Two Dimensional Laser Galvanometer Scanning Technology for Additive Manufacturing

Abstract

In this paper, the barrel-pincushion distortion of the two dimensional laser galvanometer scanning system is analyzed, and investigates the performance of conic fitting algorithm for galvanometer scanning based additive manufacturing (AM) to correct the distortion. Moreover, a scanner delay strategy of galvanometer scanning technology for AM is proposed to improve the geometric precision and surface finish. The proposed scanner delay includes four kinds of delays, which are laser on-off delay, jump delay, mark delay and corner delay. While the effects of these delays are also revealed. To validate the performance of the conic fitting algorithm and the proposed scanner strategy for AM, a stereolithography (SLA) based 3D printer with galvanometer scanning technology is designed and the experiment is conducted on the 3D printer.

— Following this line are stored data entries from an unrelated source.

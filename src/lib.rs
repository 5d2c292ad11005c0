/*!
 * # slidetran - PowerPoint deck translation with AI
 *
 * A Rust library that translates the text of `.pptx` presentations into
 * Simplified Chinese while keeping the slide layout and text formatting.
 *
 * ## Features
 *
 * - Locate every translatable paragraph in text shapes and table cells
 * - Leave hyperlinked text untouched
 * - Translate in batches using various AI providers:
 *   - OpenAI API
 *   - Anthropic API
 *   - Ollama (local LLM)
 *   - LM Studio (OpenAI-compatible local server)
 * - Write translations back with alignment, level, indentation, bullets,
 *   font size and color restored, and the target font applied
 * - Save next to a locked output file under a new name
 *
 * ## Architecture
 *
 * - `deck`: the presentation container, slide XML and shape model
 * - `slides`: text location, hyperlink filter, formatting snapshot and reinsertion
 * - `translation`: AI-powered translation:
 *   - `translation::core`: the batch translation client
 *   - `translation::batch`: batching of a whole document
 *   - `translation::prompts`: system instruction and payload
 * - `providers`: Client implementations for various LLM providers
 * - `app_config`: Configuration management
 * - `app_controller`: Per-document pipeline and folder runs
 * - `file_utils`: File system operations and output naming
 * - `errors`: Custom error types for the application
 *
 * ## License
 *
 * This project is licensed under the MIT License
 */

// Global lints configuration
// These lints will be allowed but not auto-fixed
#![allow(clippy::uninlined_format_args)]
#![allow(clippy::redundant_closure_for_method_calls)]

// Public modules
pub mod app_config;
pub mod app_controller;
pub mod deck;
pub mod errors;
pub mod file_utils;
pub mod providers;
pub mod slides;
pub mod translation;

// Re-export main types for easier usage
pub use app_config::Config;
pub use app_controller::{Controller, DocumentOutcome, RunSummary};
pub use deck::Presentation;
pub use errors::{AppError, DeckError, PersistenceError, ProviderError, ReinsertError, TranslationError};
pub use slides::{locate_text_units, LocatedText, Location, Reinserter};
pub use translation::TranslationService;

The results show that the conic fitting algorithm has a contribution to compensate the barrel-pincushion distortion. The results also show that the scanner delay strategy can avoid the excessive material accumulation effectively and correct the contour error which caused by the non-uniform laser power density as well as the inaccurate scanning movement. The work in this paper indicates that the conic fitting algorithm and the scanner delay strategy are effective to improve the geometric precision and surface finish of parts fabricated by AM with galvanometer scanning technology.